66 men from Australia received the Victoria Cross, Britain’s highest award for gallantry, during the First World War. As part of the Centenary Commemorations the people of the United Kingdom marked their gratitude to those courageous men by presenting a bronze memorial plaque to their home country engraved with their names. The plaque is now displayed at the Australian War Memorial. This archive tells their stories.
Name: James Park Woods
DOB: 4 January 1886
Place of Birth: Two Wells, South Australia
Date of Action: 18 September 1918
Place of Action: Le Verguier, France
Regiment: 48th Battalion, Australian Imperial Force
James Park Woods was born on 4 January 1886, in South Australia.
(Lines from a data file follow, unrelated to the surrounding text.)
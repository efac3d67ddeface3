//! Config file loading for run defaults.
//!
//! The file is a flat list of `key = value` lines: strings double-quoted,
//! integers bare, booleans `true`/`false`, `#` starts a comment.

use std::env;
use std::fs;
use std::path::{Path, PathBuf};

use anyhow::{Context, Result, bail};

/// Values read from the config file. `None` means "not set".
#[derive(Debug, Clone, Default, PartialEq, Eq)]
pub(crate) struct FileConfig {
    pub(crate) client_id: Option<String>,
    pub(crate) client_secret: Option<String>,
    pub(crate) token_url: Option<String>,
    pub(crate) scope: Option<String>,
    pub(crate) catalog_url: Option<String>,
    pub(crate) limit: Option<u32>,
    pub(crate) lookback_days: Option<u32>,
    /// Repeatable; each occurrence adds one holding symbol.
    pub(crate) held_by_symbols: Vec<String>,
    pub(crate) item_type: Option<String>,
    pub(crate) order_by: Option<String>,
    pub(crate) topic: Option<String>,
    pub(crate) rows: Option<u16>,
    pub(crate) columns: Option<u16>,
    pub(crate) cover_width: Option<u32>,
    pub(crate) cover_height: Option<u32>,
    pub(crate) use_primary_lookup: Option<bool>,
    pub(crate) primary_lookup_url: Option<String>,
    pub(crate) secondary_lookup_url: Option<String>,
    pub(crate) placeholder_url: Option<String>,
    pub(crate) default_cover_path: Option<PathBuf>,
    pub(crate) link_template: Option<String>,
    pub(crate) page_title: Option<String>,
    pub(crate) http_connect_timeout_secs: Option<u64>,
    pub(crate) http_timeout_secs: Option<u64>,
    pub(crate) secondary_timeout_secs: Option<u64>,
    pub(crate) cover_concurrency: Option<usize>,
}

/// Resolves the default config path.
///
/// Priority:
/// 1. `$XDG_CONFIG_HOME/newshelf/config.toml`
/// 2. `$HOME/.config/newshelf/config.toml`
#[must_use]
pub(crate) fn resolve_default_config_path() -> Option<PathBuf> {
    if let Some(xdg_config_home) = env_var_non_empty_os("XDG_CONFIG_HOME") {
        return Some(
            PathBuf::from(xdg_config_home)
                .join("newshelf")
                .join("config.toml"),
        );
    }

    let home = env_var_non_empty_os("HOME")?;
    Some(
        PathBuf::from(home)
            .join(".config")
            .join("newshelf")
            .join("config.toml"),
    )
}

fn env_var_non_empty_os(name: &str) -> Option<std::ffi::OsString> {
    let value = env::var_os(name)?;
    if value.is_empty() { None } else { Some(value) }
}

/// Loads the config file.
///
/// An explicit path must exist. The default path is optional: when it is
/// missing, `Ok(None)` is returned.
pub(crate) fn load_file_config(explicit: Option<&Path>) -> Result<Option<FileConfig>> {
    if let Some(path) = explicit {
        return read_file_config(path).map(Some);
    }

    match resolve_default_config_path() {
        Some(path) if path.exists() => read_file_config(&path).map(Some),
        _ => Ok(None),
    }
}

fn read_file_config(path: &Path) -> Result<FileConfig> {
    let raw = fs::read_to_string(path)
        .with_context(|| format!("Failed to read config file '{}'", path.display()))?;
    parse_config_str(&raw)
        .with_context(|| format!("Failed to parse config file '{}'", path.display()))
}

fn parse_config_str(raw: &str) -> Result<FileConfig> {
    let mut cfg = FileConfig::default();
    for (line_index, raw_line) in raw.lines().enumerate() {
        let line_no = line_index + 1;
        let line = strip_inline_comment(raw_line).trim();
        if line.is_empty() {
            continue;
        }

        let Some((raw_key, raw_value)) = line.split_once('=') else {
            bail!("Invalid config syntax on line {line_no}: expected key = value");
        };

        let key = raw_key.trim();
        let value = raw_value.trim();
        let invalid = || format!("Invalid `{key}` value on line {line_no}");

        match key {
            "client_id" => cfg.client_id = Some(parse_string_literal(value).with_context(invalid)?),
            "client_secret" => {
                cfg.client_secret = Some(parse_string_literal(value).with_context(invalid)?);
            }
            "token_url" => cfg.token_url = Some(parse_string_literal(value).with_context(invalid)?),
            "scope" => cfg.scope = Some(parse_string_literal(value).with_context(invalid)?),
            "catalog_url" => {
                cfg.catalog_url = Some(parse_string_literal(value).with_context(invalid)?);
            }
            "limit" => cfg.limit = Some(parse_ranged(value, 1, 50).with_context(invalid)?),
            "lookback_days" => {
                cfg.lookback_days = Some(parse_ranged(value, 1, 365).with_context(invalid)?);
            }
            "held_by_symbol" => cfg
                .held_by_symbols
                .push(parse_string_literal(value).with_context(invalid)?),
            "item_type" => cfg.item_type = Some(parse_string_literal(value).with_context(invalid)?),
            "order_by" => cfg.order_by = Some(parse_string_literal(value).with_context(invalid)?),
            "topic" => cfg.topic = Some(parse_string_literal(value).with_context(invalid)?),
            "rows" => cfg.rows = Some(parse_ranged(value, 1, 100).with_context(invalid)?),
            "columns" => cfg.columns = Some(parse_ranged(value, 1, 100).with_context(invalid)?),
            "cover_width" => {
                cfg.cover_width = Some(parse_ranged(value, 1, 2000).with_context(invalid)?);
            }
            "cover_height" => {
                cfg.cover_height = Some(parse_ranged(value, 1, 2000).with_context(invalid)?);
            }
            "use_primary_lookup" => {
                cfg.use_primary_lookup = Some(parse_boolean(value).with_context(invalid)?);
            }
            "primary_lookup_url" => {
                cfg.primary_lookup_url = Some(parse_string_literal(value).with_context(invalid)?);
            }
            "secondary_lookup_url" => {
                cfg.secondary_lookup_url =
                    Some(parse_string_literal(value).with_context(invalid)?);
            }
            "placeholder_url" => {
                cfg.placeholder_url = Some(parse_string_literal(value).with_context(invalid)?);
            }
            "default_cover_path" => {
                cfg.default_cover_path = Some(PathBuf::from(
                    parse_string_literal(value).with_context(invalid)?,
                ));
            }
            "link_template" => {
                cfg.link_template = Some(parse_string_literal(value).with_context(invalid)?);
            }
            "page_title" => {
                cfg.page_title = Some(parse_string_literal(value).with_context(invalid)?);
            }
            "http_connect_timeout_secs" => {
                cfg.http_connect_timeout_secs =
                    Some(parse_ranged(value, 1, 3600).with_context(invalid)?);
            }
            "http_timeout_secs" => {
                cfg.http_timeout_secs = Some(parse_ranged(value, 1, 3600).with_context(invalid)?);
            }
            "secondary_timeout_secs" => {
                cfg.secondary_timeout_secs =
                    Some(parse_ranged(value, 1, 3600).with_context(invalid)?);
            }
            "cover_concurrency" => {
                cfg.cover_concurrency = Some(parse_ranged(value, 1, 16).with_context(invalid)?);
            }
            unknown => {
                bail!("Unknown configuration key: '{unknown}' on line {line_no}");
            }
        }
    }
    Ok(cfg)
}

fn strip_inline_comment(line: &str) -> &str {
    let mut in_string = false;
    for (index, ch) in line.char_indices() {
        match ch {
            '"' => in_string = !in_string,
            '#' if !in_string => return &line[..index],
            _ => {}
        }
    }
    line
}

fn parse_string_literal(raw_value: &str) -> Result<String> {
    if raw_value.len() < 2 || !raw_value.starts_with('"') || !raw_value.ends_with('"') {
        bail!("Expected double-quoted string");
    }
    Ok(raw_value[1..raw_value.len() - 1].to_string())
}

fn parse_integer_u64(raw_value: &str) -> Result<u64> {
    let token = raw_value.trim();
    if token.is_empty() {
        bail!("Expected integer value");
    }
    let value = token.parse::<i128>()?;
    if value < 0 {
        bail!("Expected non-negative integer");
    }
    u64::try_from(value).map_err(|_| anyhow::anyhow!("Integer value out of range for u64"))
}

/// Parses an integer and checks it against `min..=max`.
fn parse_ranged<T: TryFrom<u64>>(raw_value: &str, min: u64, max: u64) -> Result<T> {
    let value = parse_integer_u64(raw_value)?;
    if !(min..=max).contains(&value) {
        bail!("{value} is out of range. Expected range: {min}..={max}");
    }
    T::try_from(value).map_err(|_| anyhow::anyhow!("Integer value out of range"))
}

fn parse_boolean(raw_value: &str) -> Result<bool> {
    match raw_value.trim() {
        "true" => Ok(true),
        "false" => Ok(false),
        _ => bail!("Expected 'true' or 'false'"),
    }
}

#[cfg(test)]
mod tests {
    use super::*;

    #[test]
    fn test_parse_config_partial_fields() {
        let cfg = parse_config_str(
            r#"
client_id = "abc"
rows = 8
columns = 6
"#,
        )
        .expect("partial config should parse");
        assert_eq!(cfg.client_id.as_deref(), Some("abc"));
        assert_eq!(cfg.rows, Some(8));
        assert_eq!(cfg.columns, Some(6));
        assert!(cfg.client_secret.is_none());
    }

    #[test]
    fn test_parse_config_every_key() {
        let cfg = parse_config_str(
            r#"
client_id = "id"
client_secret = "secret"
token_url = "https://auth.example/token"
scope = "new-titles"
catalog_url = "https://api.example/new-titles"
limit = 50
lookback_days = 14
held_by_symbol = "ABC"
held_by_symbol = "DEF"
item_type = "book"
order_by = "DateAddedDsc"
topic = "history"
rows = 8
columns = 6
cover_width = 128
cover_height = 184
use_primary_lookup = false
primary_lookup_url = "http://covers.example"
secondary_lookup_url = "http://books.example"
placeholder_url = "http://covers.example/none.png"
default_cover_path = "/srv/newshelf/cover.png"
link_template = "https://catalog.example/{oclc}"
page_title = "Recent Arrivals"
http_connect_timeout_secs = 5
http_timeout_secs = 20
secondary_timeout_secs = 3
cover_concurrency = 4
"#,
        )
        .expect("full config should parse");
        assert_eq!(cfg.limit, Some(50));
        assert_eq!(cfg.lookback_days, Some(14));
        assert_eq!(cfg.held_by_symbols, ["ABC", "DEF"]);
        assert_eq!(cfg.topic.as_deref(), Some("history"));
        assert_eq!(cfg.cover_width, Some(128));
        assert_eq!(cfg.cover_height, Some(184));
        assert_eq!(cfg.use_primary_lookup, Some(false));
        assert_eq!(
            cfg.default_cover_path,
            Some(PathBuf::from("/srv/newshelf/cover.png"))
        );
        assert_eq!(cfg.page_title.as_deref(), Some("Recent Arrivals"));
        assert_eq!(cfg.secondary_timeout_secs, Some(3));
        assert_eq!(cfg.cover_concurrency, Some(4));
    }

    #[test]
    fn test_parse_config_rejects_limit_out_of_range() {
        let err = parse_config_str("limit = 51").expect_err("limit above 50 should be rejected");
        let message = format!("{err:#}");
        assert!(message.contains("limit"));
        assert!(message.contains("line 1"));
        assert!(message.contains("1..=50"));
    }

    #[test]
    fn test_parse_config_rejects_zero_columns() {
        let err = parse_config_str("\ncolumns = 0").expect_err("zero columns should be rejected");
        assert!(err.to_string().contains("`columns` value on line 2"));
    }

    #[test]
    fn test_parse_config_rejects_numeric_values_with_trailing_tokens() {
        let err = parse_config_str("rows = 4 trailing").expect_err("expected trailing token error");
        assert!(err.to_string().contains("rows"));
    }

    #[test]
    fn test_parse_config_rejects_negative_values() {
        let err = parse_config_str("cover_concurrency = -1").expect_err("negative rejected");
        assert!(format!("{err:#}").contains("non-negative"));
    }

    #[test]
    fn test_parse_config_supports_inline_comments() {
        let cfg = parse_config_str(
            r#"
page_title = "Books # new" # heading
rows = 4 # short display
"#,
        )
        .expect("config with comments should parse");
        assert_eq!(cfg.page_title.as_deref(), Some("Books # new"));
        assert_eq!(cfg.rows, Some(4));
    }

    #[test]
    fn test_parse_config_rejects_unquoted_string() {
        let err = parse_config_str("client_id = abc").expect_err("unquoted string rejected");
        assert!(err.to_string().contains("client_id"));
    }

    #[test]
    fn test_parse_config_rejects_invalid_boolean() {
        let err = parse_config_str("use_primary_lookup = yes").expect_err("invalid boolean");
        assert!(err.to_string().contains("use_primary_lookup"));
    }

    #[test]
    fn test_parse_config_rejects_missing_equals() {
        let err = parse_config_str("rows 4").expect_err("syntax error expected");
        assert!(err.to_string().contains("expected key = value"));
    }

    #[test]
    fn test_parse_config_rejects_unknown_keys() {
        let err = parse_config_str("unknown_key = 123").expect_err("unknown key error expected");
        assert!(err.to_string().contains("Unknown configuration key"));
        assert!(err.to_string().contains("unknown_key"));
    }

    #[test]
    fn test_load_file_config_explicit_missing_file_errors() {
        let dir = tempfile::tempdir().expect("tempdir");
        let err = load_file_config(Some(&dir.path().join("absent.toml")))
            .expect_err("missing explicit config should fail");
        assert!(err.to_string().contains("Failed to read config file"));
    }

    #[test]
    fn test_load_file_config_explicit_path() {
        let dir = tempfile::tempdir().expect("tempdir");
        let path = dir.path().join("config.toml");
        fs::write(&path, "lookback_days = 7\n").expect("write config");
        let cfg = load_file_config(Some(&path))
            .expect("config should load")
            .expect("config present");
        assert_eq!(cfg.lookback_days, Some(7));
    }
}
He was working in a vineyard when he initially tried to enlist, but was rejected by the Australian Imperial Force for being too short. He was eventually accepted in September 1916 when height restrictions were relaxed. One year later, Woods was on the Western Front.
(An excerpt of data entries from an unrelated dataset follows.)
//! CLI argument definitions using clap derive macros.

use std::path::PathBuf;

use clap::Parser;

/// Output directory used when `--output` is not given.
pub const DEFAULT_OUTPUT_DIR: &str = "newshelf-out";

/// Render a "new books" cover grid for a library catalog.
///
/// Fetches titles added in the last days, looks up a cover for each and
/// writes a static page (index.html plus covers/) into the output
/// directory. Options left unset fall back to the config file, then to
/// built-in defaults.
#[derive(Parser, Debug)]
#[command(name = "newshelf")]
#[command(author, version, about)]
pub struct Args {
    /// Increase output verbosity (-v for debug, -vv for trace)
    #[arg(short, long, action = clap::ArgAction::Count)]
    pub verbose: u8,

    /// Suppress non-error output
    #[arg(short, long)]
    pub quiet: bool,

    /// Directory the page is written to
    #[arg(short, long, default_value = DEFAULT_OUTPUT_DIR)]
    pub output: PathBuf,

    /// Config file (default: $XDG_CONFIG_HOME/newshelf/config.toml)
    #[arg(long)]
    pub config: Option<PathBuf>,

    /// API client id
    #[arg(long, env = "NEWSHELF_CLIENT_ID", hide_env_values = true)]
    pub client_id: Option<String>,

    /// API client secret
    #[arg(long, env = "NEWSHELF_CLIENT_SECRET", hide_env_values = true)]
    pub client_secret: Option<String>,

    /// Maximum titles requested from the catalog (1-50)
    #[arg(short = 'n', long, value_parser = clap::value_parser!(u32).range(1..=50))]
    pub limit: Option<u32>,

    /// Only titles added within this many days (1-365)
    #[arg(long, value_parser = clap::value_parser!(u32).range(1..=365))]
    pub lookback_days: Option<u32>,

    /// Grid rows (1-100)
    #[arg(long, value_parser = clap::value_parser!(u16).range(1..=100))]
    pub rows: Option<u16>,

    /// Grid columns (1-100)
    #[arg(long, value_parser = clap::value_parser!(u16).range(1..=100))]
    pub columns: Option<u16>,

    /// Skip the primary cover lookup and use only the secondary service
    #[arg(long)]
    pub secondary_only: bool,

    /// Records whose covers are resolved at once (1-16)
    #[arg(long, value_parser = clap::value_parser!(u8).range(1..=16))]
    pub cover_concurrency: Option<u8>,
}

#[cfg(test)]
mod tests {
    use super::*;

    #[test]
    fn test_cli_default_args_parses_successfully() {
        let args = Args::try_parse_from(["newshelf"]).unwrap();
        assert_eq!(args.verbose, 0);
        assert!(!args.quiet);
        assert_eq!(args.output, PathBuf::from(DEFAULT_OUTPUT_DIR));
        assert!(args.config.is_none());
        assert!(args.limit.is_none());
        assert!(!args.secondary_only);
    }

    #[test]
    fn test_cli_verbose_flag_increments_count() {
        let args = Args::try_parse_from(["newshelf", "-v"]).unwrap();
        assert_eq!(args.verbose, 1);

        let args = Args::try_parse_from(["newshelf", "-vv"]).unwrap();
        assert_eq!(args.verbose, 2);
    }

    #[test]
    fn test_cli_quiet_flag_sets_quiet() {
        let args = Args::try_parse_from(["newshelf", "--quiet"]).unwrap();
        assert!(args.quiet);
    }

    #[test]
    fn test_cli_help_flag_shows_usage() {
        let err = Args::try_parse_from(["newshelf", "--help"]).unwrap_err();
        assert_eq!(err.kind(), clap::error::ErrorKind::DisplayHelp);
    }

    #[test]
    fn test_cli_invalid_flag_returns_error() {
        let err = Args::try_parse_from(["newshelf", "--invalid-flag"]).unwrap_err();
        assert_eq!(err.kind(), clap::error::ErrorKind::UnknownArgument);
    }

    #[test]
    fn test_cli_grid_and_limit_flags() {
        let args = Args::try_parse_from([
            "newshelf", "--rows", "8", "--columns", "6", "-n", "48", "-o", "/tmp/site",
        ])
        .unwrap();
        assert_eq!(args.rows, Some(8));
        assert_eq!(args.columns, Some(6));
        assert_eq!(args.limit, Some(48));
        assert_eq!(args.output, PathBuf::from("/tmp/site"));
    }

    #[test]
    fn test_cli_limit_above_max_rejected() {
        let err = Args::try_parse_from(["newshelf", "--limit", "51"]).unwrap_err();
        assert_eq!(err.kind(), clap::error::ErrorKind::ValueValidation);
    }

    #[test]
    fn test_cli_zero_columns_rejected() {
        let err = Args::try_parse_from(["newshelf", "--columns", "0"]).unwrap_err();
        assert_eq!(err.kind(), clap::error::ErrorKind::ValueValidation);
    }

    #[test]
    fn test_cli_credentials_flags() {
        let args = Args::try_parse_from([
            "newshelf",
            "--client-id",
            "id",
            "--client-secret",
            "secret",
        ])
        .unwrap();
        assert_eq!(args.client_id.as_deref(), Some("id"));
        assert_eq!(args.client_secret.as_deref(), Some("secret"));
    }

    #[test]
    fn test_cli_secondary_only_and_concurrency() {
        let args =
            Args::try_parse_from(["newshelf", "--secondary-only", "--cover-concurrency", "4"])
                .unwrap();
        assert!(args.secondary_only);
        assert_eq!(args.cover_concurrency, Some(4));
    }
}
Private Woods was serving with the 48th Battalion when he was awarded the Victoria Cross for his conspicuous bravery and devotion to duty, on 18 September 1918 near Le Verguier, near St Quentin in France. His citation states:
(He) captured a very formidable enemy post, and subsequently, with, two comrades, held the same against heavy enemy counterattacks. Although exposed to heavy fire of all descriptions, he fearlessly jumped on the parapet and opened fire on the attacking enemy, inflicting severe casualties. He kept up his fire and held up the enemy until help arrived, and throughout the operations displayed a splendid example of valour, determination and initiative.
After the war, Woods returned to Western Australia where he ran a vineyard and an orchard, married, and had a family. He retired in 1937 after suffering ill health as a result of his war service. Despite this he enjoyed a quiet retirement, and died in Perth in 1963.